Wer Führungskraft werden will, muss zur Uni

Das zeigt auch ein Blick auf die Frage, welche Abschlüsse Personaler bevorzugen, wenn sie Kandidaten für bestimmte Ebenen im Unternehmen suchen – also Trainees, Sachbearbeiter, Projektmanager, Consultants oder leitende Führungskräfte. Bei Trainees und Fachkräften bevorzugen sie den Bachelor, bei Spezialisten, Projektmanagern, Consultants oder leitenden Führungskräften den Master. Auffällig dabei ist: Je höher die Position, die es zu besetzen gilt, desto wichtiger wird auch der Unterschied zwischen einem Master von einer Fachhochschule und einem von der Universität. Wer eine Führungsposition anstrebt, sollte also eher an einer Universität studieren.

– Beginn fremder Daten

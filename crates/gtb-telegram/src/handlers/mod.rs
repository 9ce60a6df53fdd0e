//! Telegram update handlers.
//!
//! Handlers turn an update into a [`Reply`] through the core services and hand
//! it to the messenger. Failures are rendered for the user, never propagated to
//! the dispatcher.

use std::sync::Arc;

use teloxide::{
    prelude::*,
    types::{CallbackQuery, Message},
};

use gtb_core::{
    domain::{ChatId, ChatIdentity},
    formatting::split_message,
};

use crate::{render::Reply, router::AppState};

mod callback;
mod commands;

pub async fn handle_callback(q: CallbackQuery, state: Arc<AppState>) -> ResponseResult<()> {
    callback::handle_callback(q, state).await
}

pub async fn handle_message(msg: Message, state: Arc<AppState>) -> ResponseResult<()> {
    let chat_id = ChatId(msg.chat.id.0);
    let chat = ChatIdentity::from(chat_id);

    let Some(text) = msg.text() else {
        return Ok(());
    };

    state.accounts.touch(&chat).await;

    let reply = if text.starts_with('/') {
        commands::handle_command(&state, &chat, text).await
    } else {
        Reply::text("I only understand commands. Send /help to see them.")
    };
    send_reply(&state, chat_id, reply).await;
    Ok(())
}

/// Deliver a reply: keyboards go out as a single message, plain text is chunked.
pub(crate) async fn send_reply(state: &AppState, chat_id: ChatId, reply: Reply) {
    let limit = state
        .cfg
        .telegram_safe_limit
        .clamp(200, state.messenger.capabilities().max_message_len);

    if let Some(keyboard) = reply.keyboard.filter(|k| !k.is_empty()) {
        if let Err(e) = state
            .messenger
            .send_inline_keyboard(chat_id, &reply.html, keyboard)
            .await
        {
            tracing::warn!(chat = chat_id.0, "failed to send reply: {e}");
        }
        return;
    }

    for chunk in split_message(&reply.html, limit) {
        if let Err(e) = state.messenger.send_html(chat_id, &chunk).await {
            tracing::warn!(chat = chat_id.0, "failed to send reply: {e}");
            break;
        }
    }
}
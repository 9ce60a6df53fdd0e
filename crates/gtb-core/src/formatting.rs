/// Escape text for Telegram's HTML parse mode.
pub fn escape_html(text: &str) -> String {
    let mut out = String::with_capacity(text.len());
    for c in text.chars() {
        match c {
            '&' => out.push_str("&amp;"),
            '<' => out.push_str("&lt;"),
            '>' => out.push_str("&gt;"),
            '"' => out.push_str("&quot;"),
            _ => out.push(c),
        }
    }
    out
}

/// Split a message into chunks of at most `limit` bytes, breaking on line
/// boundaries. A single line longer than `limit` is cut at char boundaries.
///
/// Callers must not put a tag across lines, or a chunk may end up unbalanced.
pub fn split_message(text: &str, limit: usize) -> Vec<String> {
    let limit = limit.max(1);
    if text.len() <= limit {
        return vec![text.to_string()];
    }

    let mut out = Vec::new();
    let mut chunk = String::new();
    for line in text.split_inclusive('\n') {
        if chunk.len() + line.len() > limit && !chunk.is_empty() {
            out.push(std::mem::take(&mut chunk));
        }
        if line.len() <= limit {
            chunk.push_str(line);
            continue;
        }
        for c in line.chars() {
            if chunk.len() + c.len_utf8() > limit {
                out.push(std::mem::take(&mut chunk));
            }
            chunk.push(c);
        }
    }
    if !chunk.is_empty() {
        out.push(chunk);
    }
    out
}
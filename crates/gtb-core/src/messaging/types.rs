/// What pressing an inline button does.
#[derive(Clone, Debug, PartialEq, Eq)]
pub enum ButtonAction {
    /// Sends `data` back to the bot as a callback query.
    Callback(String),
    /// Opens a URL in the user's browser.
    Url(String),
}

#[derive(Clone, Debug, PartialEq, Eq)]
pub struct InlineButton {
    pub label: String,
    pub action: ButtonAction,
}

impl InlineButton {
    pub fn callback(label: impl Into<String>, data: impl Into<String>) -> Self {
        Self {
            label: label.into(),
            action: ButtonAction::Callback(data.into()),
        }
    }

    pub fn url(label: impl Into<String>, url: impl Into<String>) -> Self {
        Self {
            label: label.into(),
            action: ButtonAction::Url(url.into()),
        }
    }
}

/// Inline keyboard, laid out as rows of buttons.
#[derive(Clone, Debug, Default, PartialEq, Eq)]
pub struct InlineKeyboard {
    pub rows: Vec<Vec<InlineButton>>,
}

impl InlineKeyboard {
    pub fn new(rows: Vec<Vec<InlineButton>>) -> Self {
        Self { rows }
    }

    /// Convenience for "one button per row" layouts.
    pub fn one_per_row(buttons: Vec<InlineButton>) -> Self {
        Self {
            rows: buttons.into_iter().map(|b| vec![b]).collect(),
        }
    }

    pub fn is_empty(&self) -> bool {
        self.rows.iter().all(|r| r.is_empty())
    }
}

/// Capabilities / feature flags of a messenger implementation.
#[derive(Clone, Copy, Debug)]
pub struct MessagingCapabilities {
    pub supports_html: bool,
    pub supports_edit: bool,
    pub supports_inline_keyboards: bool,
    pub max_message_len: usize,
}
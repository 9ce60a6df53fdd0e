//! OAuth callback and health server (axum).
//!
//! Routes:
//! - `GET /health`
//! - `GET /auth/github?chat=<id>`: redirect to GitHub's consent screen
//! - `GET /auth/github/callback?code&state`: finish linking and show a page

use std::{net::SocketAddr, sync::Arc};

use axum::{routing::get, Router};
use tower_http::trace::TraceLayer;

use gtb_core::linkage::LinkageService;

pub mod error;
pub mod handlers;
pub mod pages;

#[derive(Clone)]
pub struct HttpState {
    pub linkage: Arc<LinkageService>,
}

pub fn build_router(state: HttpState) -> Router {
    Router::new()
        .route("/health", get(handlers::health))
        .route("/auth/github", get(handlers::authorize))
        .route("/auth/github/callback", get(handlers::callback))
        .layer(TraceLayer::new_for_http())
        .with_state(state)
}

/// Bind `addr` and serve until the process is stopped.
pub async fn serve(addr: SocketAddr, state: HttpState) -> anyhow::Result<()> {
    let listener = tokio::net::TcpListener::bind(addr).await?;
    tracing::info!(%addr, "callback server listening");
    axum::serve(listener, build_router(state)).await?;
    Ok(())
}
//! Core domain + application logic for the GitHub Telegram Bot.
//!
//! This crate is intentionally framework-agnostic. Telegram, GitHub and the
//! durable store live behind ports (traits) implemented in adapter crates.

pub mod accounts;
pub mod config;
pub mod domain;
pub mod errors;
pub mod formatting;
pub mod gateway;
pub mod hosting;
pub mod linkage;
pub mod logging;
pub mod messaging;
pub mod model;
pub mod snapshot;
pub mod store;
pub mod utils;

pub use errors::{Error, Result};
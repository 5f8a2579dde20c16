pub mod csv_table;
pub mod discovery;
pub mod error;

pub use csv_table::{has_csv_extension, parse_csv_text, read_csv_file, read_csv_text};
pub use discovery::list_csv_files;
pub use error::{IngestError, Result};
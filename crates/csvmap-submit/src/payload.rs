//! Upload payload assembly.

use tracing::error;

use csvmap_map::{MappingState, transform};
use csvmap_model::{FieldLabelTable, RawTable, UploadPayload};

use crate::error::{Result, SubmitError};

/// Run the transform and wrap the records with the static metadata.
///
/// `selected_columns` is always the whole label table, independent of which
/// fields were mapped.
pub fn build_payload(
    table: &RawTable,
    state: &MappingState,
    labels: &FieldLabelTable,
) -> UploadPayload {
    UploadPayload {
        csv_data: transform(table, state, labels),
        selected_columns: labels.labels(),
        custom_fields: state.custom_field_names(),
    }
}

/// [`build_payload`] behind the submit guard: at least one fixed field must be mapped.
pub fn prepare_payload(
    table: &RawTable,
    state: &MappingState,
    labels: &FieldLabelTable,
) -> Result<UploadPayload> {
    if !state.has_selection() {
        error!("No columns selected");
        return Err(SubmitError::NoSelection);
    }
    Ok(build_payload(table, state, labels))
}

/// Pretty JSON of the request body, as a dry run prints it.
pub fn render_payload(payload: &UploadPayload) -> serde_json::Result<String> {
    serde_json::to_string_pretty(payload)
}

#[cfg(test)]
mod tests {
    use csvmap_model::{CustomField, FieldKey};

    use super::*;

    #[test]
    fn custom_field_names_keep_list_order() {
        let table = RawTable::new(vec!["A".to_string()], vec![]);
        let state = MappingState::new()
            .select_header_for(FieldKey::Email, "A")
            .push_custom_field(CustomField::new("Zeta", "A"))
            .push_custom_field(CustomField::new("Alpha", "A"));

        let payload = build_payload(&table, &state, &FieldLabelTable::STANDARD);
        assert!(payload.csv_data.is_empty());
        assert_eq!(payload.custom_fields, vec!["Zeta", "Alpha"]);
        assert_eq!(payload.selected_columns.len(), 8);
    }

    #[test]
    fn rendered_payload_has_the_three_top_level_keys() {
        let payload = UploadPayload::default();
        let json: serde_json::Value =
            serde_json::from_str(&render_payload(&payload).unwrap()).unwrap();
        let mut keys: Vec<&str> = json
            .as_object()
            .unwrap()
            .keys()
            .map(String::as_str)
            .collect();
        keys.sort_unstable();
        assert_eq!(keys, vec!["csv_data", "custom_fields", "selected_columns"]);
    }
}
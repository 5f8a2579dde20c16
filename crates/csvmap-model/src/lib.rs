pub mod error;
pub mod field;
pub mod mapping;
pub mod table;

pub use error::{ModelError, Result};
pub use field::{FieldKey, FieldLabelTable};
pub use mapping::{CustomField, OutputRecord, UploadPayload};
pub use table::RawTable;

#[cfg(test)]
mod tests {
    use super::*;

    #[test]
    fn payload_uses_backend_keys() {
        let mut record = OutputRecord::new();
        record.insert("Email".to_string(), "a@x.com".to_string());
        let payload = UploadPayload {
            csv_data: vec![record],
            selected_columns: FieldLabelTable::STANDARD.labels(),
            custom_fields: vec!["Notes".to_string()],
        };
        let json = serde_json::to_value(&payload).expect("serialize payload");
        assert_eq!(json["csv_data"][0]["Email"], "a@x.com");
        assert_eq!(json["selected_columns"].as_array().map(Vec::len), Some(8));
        assert_eq!(json["custom_fields"][0], "Notes");
    }
}
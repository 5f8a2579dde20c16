//! CSV file discovery.

use std::path::{Path, PathBuf};

use crate::csv_table::has_csv_extension;
use crate::error::{IngestError, Result};

/// Lists all CSV files in a directory.
///
/// Returns files sorted by filename.
pub fn list_csv_files(dir: &Path) -> Result<Vec<PathBuf>> {
    if !dir.is_dir() {
        return Err(IngestError::DirectoryNotFound {
            path: dir.to_path_buf(),
        });
    }

    let entries = std::fs::read_dir(dir).map_err(|e| IngestError::DirectoryRead {
        path: dir.to_path_buf(),
        source: e,
    })?;

    let mut files = Vec::new();
    for entry_result in entries {
        let entry = entry_result.map_err(|e| IngestError::DirectoryRead {
            path: dir.to_path_buf(),
            source: e,
        })?;

        let path = entry.path();
        if path.is_file() && has_csv_extension(&path) {
            files.push(path);
        }
    }

    files.sort_by(|a, b| a.file_name().cmp(&b.file_name()));

    Ok(files)
}
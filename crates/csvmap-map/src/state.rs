//! Mapping state for the interactive mapping workflow.
//!
//! Every edit returns a new [`MappingState`]; the value it was called on is
//! never touched. A failed edit therefore leaves the caller's state intact.

use std::collections::BTreeMap;

use serde::{Deserialize, Deserializer, Serialize};

use csvmap_model::{CustomField, FieldKey};

use crate::error::{MappingError, Result};
use crate::transform::header_index;

/// Chosen header per logical field, plus the ordered custom fields.
#[derive(Debug, Clone, Default, PartialEq, Eq, Serialize, Deserialize)]
pub struct MappingState {
    /// Logical field -> chosen source header. Unset fields are absent.
    #[serde(default, deserialize_with = "non_empty_selections")]
    selections: BTreeMap<FieldKey, String>,
    /// User-defined output keys, in the order they are applied.
    #[serde(default)]
    custom_fields: Vec<CustomField>,
}

impl MappingState {
    pub fn new() -> Self {
        Self::default()
    }

    /// Point `field` at `header`.
    ///
    /// The header is not checked against the loaded file. An empty header
    /// unsets the field, which is what picking the placeholder option does.
    #[must_use]
    pub fn select_header_for(&self, field: FieldKey, header: &str) -> Self {
        let mut next = self.clone();
        if header.is_empty() {
            next.selections.remove(&field);
        } else {
            next.selections.insert(field, header.to_string());
        }
        next
    }

    /// Append an empty custom field.
    #[must_use]
    pub fn add_custom_field(&self) -> Self {
        let mut next = self.clone();
        next.custom_fields.push(CustomField::default());
        next
    }

    /// Rename the custom field at `index`.
    pub fn set_custom_field_name(&self, index: usize, value: &str) -> Result<Self> {
        self.with_custom_field(index, |field| field.field_name = value.to_string())
    }

    /// Change the source header of the custom field at `index`.
    pub fn set_custom_field_source(&self, index: usize, value: &str) -> Result<Self> {
        self.with_custom_field(index, |field| field.source_header = value.to_string())
    }

    /// Drop the custom field at `index`; later entries shift left.
    pub fn remove_custom_field(&self, index: usize) -> Result<Self> {
        self.check_index(index)?;
        let mut next = self.clone();
        next.custom_fields.remove(index);
        Ok(next)
    }

    /// Convenience for the add + rename + pick-source sequence.
    #[must_use]
    pub fn push_custom_field(&self, field: CustomField) -> Self {
        let mut next = self.clone();
        next.custom_fields.push(field);
        next
    }

    fn with_custom_field(&self, index: usize, edit: impl FnOnce(&mut CustomField)) -> Result<Self> {
        self.check_index(index)?;
        let mut next = self.clone();
        edit(&mut next.custom_fields[index]);
        Ok(next)
    }

    fn check_index(&self, index: usize) -> Result<()> {
        if index < self.custom_fields.len() {
            Ok(())
        } else {
            Err(MappingError::CustomFieldOutOfRange {
                index,
                len: self.custom_fields.len(),
            })
        }
    }

    /// Header chosen for `field`, if any.
    pub fn selection(&self, field: FieldKey) -> Option<&str> {
        self.selections.get(&field).map(String::as_str)
    }

    /// Set selections in field order.
    pub fn selections(&self) -> impl Iterator<Item = (FieldKey, &str)> {
        self.selections
            .iter()
            .filter(|(_, header)| !header.is_empty())
            .map(|(field, header)| (*field, header.as_str()))
    }

    pub fn custom_fields(&self) -> &[CustomField] {
        &self.custom_fields
    }

    /// True once at least one logical field is mapped to a non-empty header.
    pub fn has_selection(&self) -> bool {
        self.selections().next().is_some()
    }

    /// Output names of the custom fields, in list order.
    pub fn custom_field_names(&self) -> Vec<String> {
        self.custom_fields
            .iter()
            .map(|field| field.field_name.clone())
            .collect()
    }

    /// Summary counts against the currently loaded header row.
    pub fn summary(&self, headers: &[String]) -> MappingSummary {
        let stale_selections = self
            .selections()
            .filter(|(_, header)| header_index(headers, header).is_none())
            .map(|(field, header)| (field, header.to_string()))
            .collect();
        let unresolved_custom_fields = self
            .custom_fields
            .iter()
            .filter(|field| header_index(headers, &field.source_header).is_none())
            .count();

        MappingSummary {
            total_fields: FieldKey::ALL.len(),
            mapped_fields: self.selections().count(),
            custom_fields: self.custom_fields.len(),
            stale_selections,
            unresolved_custom_fields,
        }
    }
}

/// An empty header in a saved profile means "unset", same as `select_header_for`.
fn non_empty_selections<'de, D>(
    deserializer: D,
) -> std::result::Result<BTreeMap<FieldKey, String>, D::Error>
where
    D: Deserializer<'de>,
{
    let mut selections = BTreeMap::<FieldKey, String>::deserialize(deserializer)?;
    selections.retain(|_, header| !header.is_empty());
    Ok(selections)
}

/// Summary of mapping counts.
#[derive(Debug, Clone, PartialEq, Eq)]
pub struct MappingSummary {
    /// Number of logical fields that can be mapped.
    pub total_fields: usize,
    /// Logical fields with a header chosen.
    pub mapped_fields: usize,
    /// Custom fields defined.
    pub custom_fields: usize,
    /// Selections naming a header the loaded file does not have.
    pub stale_selections: Vec<(FieldKey, String)>,
    /// Custom fields whose source header is not in the loaded file.
    pub unresolved_custom_fields: usize,
}
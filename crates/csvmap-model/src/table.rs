use serde::{Deserialize, Serialize};

/// Header row plus data rows from one parse.
///
/// Both halves are always replaced together; rows may be ragged.
#[derive(Debug, Clone, Default, PartialEq, Eq, Serialize, Deserialize)]
pub struct RawTable {
    pub headers: Vec<String>,
    pub rows: Vec<Vec<String>>,
}

impl RawTable {
    pub fn new(headers: Vec<String>, rows: Vec<Vec<String>>) -> Self {
        Self { headers, rows }
    }

    /// True when nothing has been loaded yet.
    pub fn is_empty(&self) -> bool {
        self.headers.is_empty() && self.rows.is_empty()
    }

    pub fn row_count(&self) -> usize {
        self.rows.len()
    }

    pub fn column_count(&self) -> usize {
        self.headers.len()
    }

    /// Cell at (`row`, `column`), if the row is wide enough.
    pub fn cell(&self, row: usize, column: usize) -> Option<&str> {
        self.rows
            .get(row)
            .and_then(|cells| cells.get(column))
            .map(String::as_str)
    }
}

Auf eine Promotion legen Personaler bei Juristen am meisten Wert: 28,1 Prozent der Befragten nannten auf die Frage, welchen Abschluss sie für die verschiedenen Fachrichtungen in ihren Unternehmen bevorzugen, in dieser Disziplin den Doktortitel. Vergleichsweise wichtig ist eine Promotion auch in Naturwissenschaften (20,7 Prozent). Zum Vergleich: Am wenigsten Wert auf den Doktortitel legen Personaler bei Betriebswirten. In diesem Fach bevorzugen den Abschluss gerade einmal 6,1 Prozent der Recruiter.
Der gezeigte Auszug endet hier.